Well, I mean… you’ll need a site you’ve already built with Wix. I know, it’s a no-brainer, but I get paid to be thorough, and I try to deliver. For this tutorial, I’m using a demo site I built with Wix for another project: a one-page site with kitties. This keeps the tutorial simple and super cute.
You’ll want to go through your Wix site and make a note of any advanced content features it has. I’m talking about menus, pricing tables, contact forms, product pages, and other things like that. It’s especially important to include features added to your site through Wix App Market.
Squarespace is a powerful site builder and one of my personal favorites, but it doesn’t have everything that Wix has. Use your list of features to make sure that Squarespace can do everything you need by default and be sure to note if you need to figure out a workaround for any missing functionality.
You should also consider putting all of the source images for your website in one folder on your computer before you start migrating your site to Squarespace. Images don’t copy/paste easily from one site builder to another very cleanly, if at all. Being able to just drag and drop images from your file manager to Squarespace will make things a lot easier.
The Squarespace Signup Process
If you’ve already signed up for Squarespace, go ahead and skip this section. If you haven’t, you may find a few useful tips here. First, go to the Squarespace homepage and hit the Get Started button.
From there, you’ll need to choose a template to start with. There are quite a few, so use the category menu on the left to narrow down your options. Remember that you can make drastic alterations to your design with just a few clicks, so don’t get too hung up on this part of the process. Just pick a template that looks like it will work for you.

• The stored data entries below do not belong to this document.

//! Registry of bonding pairs.

use crate::entities::BondingAddress;
use async_trait::async_trait;
use bondwatch_sdk::client::{ClientError, MultiversxClient};

/// Source of the registry's bonding entries, in contract (creation) order.
#[async_trait]
pub trait RegistrySource: Send + Sync {
    async fn fetch_entries(&self) -> Result<Vec<BondingAddress>, ClientError>;
}

/// Reads the registry through a contract view on the MultiversX API.
#[derive(Debug, Clone)]
pub struct MultiversxRegistry {
    client: MultiversxClient,
    contract: String,
    function: String,
}

impl MultiversxRegistry {
    pub const DEFAULT_FUNCTION: &str = "getAllBondingMetadata";

    pub fn new(
        client: MultiversxClient,
        contract: impl Into<String>,
        function: impl Into<String>,
    ) -> Self {
        Self {
            client,
            contract: contract.into(),
            function: function.into(),
        }
    }
}

#[async_trait]
impl RegistrySource for MultiversxRegistry {
    #[tracing::instrument(skip_all, err, name = "Chain:FetchRegistry")]
    async fn fetch_entries(&self) -> Result<Vec<BondingAddress>, ClientError> {
        let records = self
            .client
            .bonding_records(&self.contract, &self.function)
            .await?;
        Ok(records.into_iter().map(BondingAddress::from).collect())
    }
}
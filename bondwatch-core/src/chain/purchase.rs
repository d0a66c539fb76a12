//! Automatic purchase of a newly listed token.
//!
//! The purchase spends 98% of the wallet's balance of the configured default
//! token through the pair's `swap` endpoint, asking for at least one base
//! unit of the token to receive. The wallet is read from its PEM file on
//! every purchase, so a missing or broken file fails that purchase only.

use async_trait::async_trait;
use bondwatch_sdk::client::{ClientError, MultiversxClient};
use bondwatch_sdk::codec::{encode_biguint_hex, encode_str_hex, esdt_transfer_data};
use bondwatch_sdk::objects::transaction::{TRANSACTION_VERSION, Transaction};
use bondwatch_sdk::wallet::{PemWallet, WalletError};
use std::path::{Path, PathBuf};
use thiserror::Error;
use tracing::info;

/// Pair endpoint called with the spent tokens.
const SWAP_FUNCTION: &str = "swap";

/// Minimum amount of the received token accepted by the swap.
const MIN_AMOUNT_TO_RECEIVE: u128 = 1;

/// Share of the balance spent, in percent.
const SPEND_PERCENT: u128 = 98;

/// Errors that abort a purchase.
#[derive(Debug, Error)]
pub enum PurchaseError {
    #[error("chain api error: {0}")]
    Client(#[from] ClientError),

    #[error("Token {0} not found in wallet")]
    TokenNotHeld(String),

    #[error("invalid balance {balance:?} for token {token}")]
    InvalidBalance { token: String, balance: String },

    #[error("Invalid amount calculated")]
    InvalidAmount,

    #[error("wallet error: {0}")]
    Wallet(#[from] WalletError),
}

/// Executes the buy for a newly detected pair.
#[async_trait]
pub trait PurchaseExecutor: Send + Sync {
    /// Buy `token_to_receive` on the pair at `pair_address`.
    ///
    /// Returns the explorer URL of the submitted transaction.
    async fn purchase(
        &self,
        pair_address: &str,
        token_to_receive: &str,
    ) -> Result<String, PurchaseError>;
}

/// Transaction parameters for purchases.
#[derive(Debug, Clone, PartialEq, Eq)]
pub struct PurchaseSettings {
    pub default_token: String,
    pub chain_id: String,
    pub gas_limit: u64,
    pub gas_price: u64,
    pub explorer_url: String,
}

/// Signs with a PEM wallet and submits through the MultiversX API.
pub struct MultiversxPurchaser {
    client: MultiversxClient,
    pem_file: PathBuf,
    settings: PurchaseSettings,
}

impl MultiversxPurchaser {
    pub fn new(
        client: MultiversxClient,
        pem_file: impl Into<PathBuf>,
        settings: PurchaseSettings,
    ) -> Self {
        Self {
            client,
            pem_file: pem_file.into(),
            settings,
        }
    }

    pub fn pem_file(&self) -> &Path {
        &self.pem_file
    }

    async fn load_wallet(&self) -> Result<PemWallet, PurchaseError> {
        let pem = tokio::fs::read_to_string(&self.pem_file)
            .await
            .map_err(WalletError::Io)?;
        Ok(PemWallet::from_pem_str(&pem)?)
    }

    async fn spendable_amount(&self, wallet: &PemWallet) -> Result<u128, PurchaseError> {
        let tokens = self.client.account_tokens(wallet.address()).await?;
        let token = &self.settings.default_token;
        let held = tokens
            .into_iter()
            .find(|balance| &balance.identifier == token)
            .ok_or_else(|| PurchaseError::TokenNotHeld(token.clone()))?;
        let balance: u128 = held
            .balance
            .parse()
            .map_err(|_| PurchaseError::InvalidBalance {
                token: token.clone(),
                balance: held.balance.clone(),
            })?;

        match spend_amount(balance) {
            0 => Err(PurchaseError::InvalidAmount),
            amount => Ok(amount),
        }
    }

    fn explorer_link(&self, tx_hash: &str) -> String {
        format!(
            "{}/transactions/{tx_hash}",
            self.settings.explorer_url.trim_end_matches('/')
        )
    }
}

/// 98% of `balance`, truncated to whole base units.
pub fn spend_amount(balance: u128) -> u128 {
    balance / 100 * SPEND_PERCENT + balance % 100 * SPEND_PERCENT / 100
}

/// Call data for swapping `amount` of `token_to_send` into `token_to_receive`.
pub fn swap_call_data(token_to_send: &str, amount: u128, token_to_receive: &str) -> String {
    esdt_transfer_data(
        token_to_send,
        amount,
        SWAP_FUNCTION,
        &[
            encode_str_hex(token_to_receive),
            encode_biguint_hex(MIN_AMOUNT_TO_RECEIVE),
        ],
    )
}

#[async_trait]
impl PurchaseExecutor for MultiversxPurchaser {
    #[tracing::instrument(skip(self), err)]
    async fn purchase(
        &self,
        pair_address: &str,
        token_to_receive: &str,
    ) -> Result<String, PurchaseError> {
        let wallet = self.load_wallet().await?;
        let amount = self.spendable_amount(&wallet).await?;
        let sender = wallet.address();
        let account = self.client.account(sender).await?;

        info!(
            wallet = %sender,
            token = %self.settings.default_token,
            amount = %amount,
            "Submitting swap"
        );

        let mut tx = Transaction {
            nonce: account.nonce,
            value: "0".to_string(),
            receiver: pair_address.to_string(),
            sender: sender.to_bech32(),
            gas_price: self.settings.gas_price,
            gas_limit: self.settings.gas_limit,
            data: None,
            chain_id: self.settings.chain_id.clone(),
            version: TRANSACTION_VERSION,
            signature: None,
        };
        tx.set_data(&swap_call_data(
            &self.settings.default_token,
            amount,
            token_to_receive,
        ));
        wallet.sign_transaction(&mut tx)?;

        let sent = self.client.send_transaction(&tx).await?;
        Ok(self.explorer_link(&sent.tx_hash))
    }
}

Once you’ve chosen a template, all that’s left is to sign up for an account. Don’t worry about paying for anything yet. You’ll start with the 14-day free trial and won’t pay until you want to take the site live.
Note: When you pay, you can buy your domain name or transfer it from Wix to Squarespace. Yes, you can transfer the domain name so long as you haven’t registered it or had it transferred within the past 60 days. You’ll need to first unlock the domain on Wix. Make note of the authorization code you’re given, because you’ll need to enter it to start your transfer over to Squarespace.
Once you’ve signed in to Squarespace for the first time, you’ll get a pop-up with some options and instructions to start building your site. Your first move is to enter the name of your site.
The next few screens aren’t shown here because you don’t have to do much besides press Continue. These screens make up a short tutorial about how to create, edit, and manage your pages, and even though we’re not showing it, I strongly recommend that you pay attention to this part, as it’ll make things easier later down the line.
Lastly, you’ll have the option to either customize your site’s colors and fonts via a guided tour or jump right into the site editor.
However, selecting the Explore on your own option doesn’t leave you adrift in a sea of software features. Instead, a demo site is generated with some sample content and pages to get you started. There’s also a handy little assistant that offers you a guided tour of Squarespace’s basic functionality at any time. Remember that page-adding-and-editing tutorial from earlier? Now’s the time to use the knowledge you’ve gained. Just hit Pages on the left-side menu to organize your site exactly how you want. If your Wix site has a classic five-page business site structure, for example, you’ll want to set that up now.
I’m making a one-pager, so I deleted all pages except for the home page.
You might also want to familiarize yourself with the individual page settings available to you. It’s not necessary for now, though.
Moving Your Content to Squarespace
Okay, now that the setup stuff is complete, it’s time to start moving your content.
To start, you’ll want to hit the Edit button on the upper left side of your website preview. This will expand your preview to cover the full screen inside your browser window, referred to as the “viewport,” and let you actually change things on your page.
Now, before we go any further, you should know that site builders like Squarespace and Wixtreat all content as a “block.” Every paragraph, every image, every map, and every form is inside a block. On Squarespace, blocks can be complex and have other blocks inside them (to create vertical columns in your layout, for example).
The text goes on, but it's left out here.